One of the greatest gifts our friends and families blessed us with after coming home from the hospital with Miller was to organize and treat us to meals and snacks for those first few weeks of acclimating to a new baby.

Every other day we'd get an email or phone call from someone ready to know what time they could deliver the goods.  Sometimes they stayed and shared a meal with us.  Sometimes they stayed just long enough to smile at Miller and do our piles of dirty dishes.  It was all so so SO heavenly.

Although I still owe one of two families that just had a new baby a foodie stock up (and don't even try to say "it's not necessary" because "it's so happening anyway", you know who you are...), I did manage to visit my dear friend, Erin, last week with some of my personal favorite food goodies.
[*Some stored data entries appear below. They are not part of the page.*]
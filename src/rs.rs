//! Recognition strings: the `key=value` locators used to find widgets, and
//! the XPath/CSS builders that produce them.
//!
//! ```rust
//! use widgetdriver_sync::rs::{self, Recognition};
//!
//! let locator = rs::text("Save", false, true);
//! assert_eq!(locator, "XPATH=.//*[ text()='Save']");
//! let recognition: Recognition = locator.parse().unwrap();
//! assert_eq!(recognition, Recognition::XPath(".//*[ text()='Save']".to_string()));
//! ```

use std::fmt;
use std::str::FromStr;

use crate::common::command::By;
pub use crate::components::combobox::html::{escape_string, get_longest_token};
use crate::error::{ErrorCode, WebDriverError};

pub const ASSIGN_SEPARATOR: &str = "=";

/// A parsed recognition string.
#[derive(Debug, Clone, PartialEq, Eq, Hash)]
pub enum Recognition {
    Id(String),
    Name(String),
    Css(String),
    XPath(String),
    Tag(String),
    ClassName(String),
    LinkText(String),
    PartialLinkText(String),
}

impl Recognition {
    pub fn key(&self) -> &'static str {
        match self {
            Recognition::Id(_) => "ID",
            Recognition::Name(_) => "NAME",
            Recognition::Css(_) => "CSS",
            Recognition::XPath(_) => "XPATH",
            Recognition::Tag(_) => "TAG",
            Recognition::ClassName(_) => "CLASSNAME",
            Recognition::LinkText(_) => "LINK",
            Recognition::PartialLinkText(_) => "PARTIALLINK",
        }
    }

    pub fn value(&self) -> &str {
        match self {
            Recognition::Id(v)
            | Recognition::Name(v)
            | Recognition::Css(v)
            | Recognition::XPath(v)
            | Recognition::Tag(v)
            | Recognition::ClassName(v)
            | Recognition::LinkText(v)
            | Recognition::PartialLinkText(v) => v,
        }
    }

    /// The selector that locates this recognition.
    ///
    /// A CSS selector using the non-standard `:contains()` is translated to
    /// the equivalent XPath, which is why this may return an owned query.
    pub fn to_selector(&self) -> (SelectorKind, String) {
        match self {
            Recognition::Id(v) => (SelectorKind::Id, v.clone()),
            Recognition::Name(v) => (SelectorKind::Name, v.clone()),
            Recognition::Css(v) => match css::convert_deprecated(v) {
                Some(xpath) => (SelectorKind::XPath, xpath),
                None => (SelectorKind::Css, v.clone()),
            },
            Recognition::XPath(v) => (SelectorKind::XPath, v.clone()),
            Recognition::Tag(v) => (SelectorKind::Tag, v.clone()),
            Recognition::ClassName(v) => (SelectorKind::ClassName, v.clone()),
            Recognition::LinkText(v) => (SelectorKind::LinkText, v.clone()),
            Recognition::PartialLinkText(v) => (SelectorKind::PartialLinkText, v.clone()),
        }
    }
}

/// The selector strategy of a [`Recognition`].
#[derive(Debug, Clone, Copy, PartialEq, Eq)]
pub enum SelectorKind {
    Id,
    Name,
    Css,
    XPath,
    Tag,
    ClassName,
    LinkText,
    PartialLinkText,
}

impl SelectorKind {
    pub fn by<'a>(&self, query: &'a str) -> By<'a> {
        match self {
            SelectorKind::Id => By::Id(query),
            SelectorKind::Name => By::Name(query),
            SelectorKind::Css => By::Css(query),
            SelectorKind::XPath => By::XPath(query),
            SelectorKind::Tag => By::Tag(query),
            SelectorKind::ClassName => By::ClassName(query),
            SelectorKind::LinkText => By::LinkText(query),
            SelectorKind::PartialLinkText => By::PartialLinkText(query),
        }
    }
}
I may have also just wanted to visit her to coo at her beautiful new baby.
{I forget how tiny newborns really are... and how they don't tell you "NO" every time you need to them to put on clothes.}
Instead of a full meal, I brought Erin and her husband a variety of fresh fruits as well as a dozen mini quiches which could be frozen and popped in the microwave for a quick breakfast, snack, power boost, etc.
{These cooling buddies have spinach, corn, tomatoes and zucchinis}
I used a friend's family quiche recipe (which I don't know if I have the liberty to share on here, but it is VERY similar to this one here from epicurious- which can easily be modified to suit your own cheese/meat/veggie likes or fridge inventories).
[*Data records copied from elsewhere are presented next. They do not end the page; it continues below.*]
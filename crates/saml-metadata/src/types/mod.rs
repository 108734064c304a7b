//! SAML metadata object model.
//!
//! Entities, roles, endpoints and key descriptors, in their published
//! (immutable, `Arc`-shared) and builder forms.

mod constants;
mod endpoint;
mod entity;
mod key;
mod role;
mod validity;

pub use constants::*;
pub use endpoint::*;
pub use entity::*;
pub use key::*;
pub use role::*;
pub use validity::*;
I rolled out some store bought pie crusts, cut them into square-esque shapes, molded them into buttered muffin pans and spooned out the quiche mixture goodness.  (Some recipes call for you to bake a pie crust a bit before you add the egg mixture.  Instead, I just made sure to turn the oven down a tad and let them cook for a few minutes longer.  Eyeballing and covering with foil if necessary.)

After they had cooled awhile in the muffin pans, I slid a knife around the mini quiches and popped them out to cool completely before bagging them up (with a square of parchment in between each one) into a double sealed freezer bag.

When a snack craving hits, all the new parents need to do is pop one (or two... or six) into the microwave for about a minute and VIOLA! something other than a nutri-grain bar and a bowl of cheez-its for a 3pm (or 3am) food emergency.

Of course I doubled the recipe and had to make a large quiche for my own family too.  When in Rome, right?  Or rather when I'm surrounded by cheese and pie crust, right?

1 comment:

Summer said...

Aunt Julie's quiche is for everyone! Woot, woot!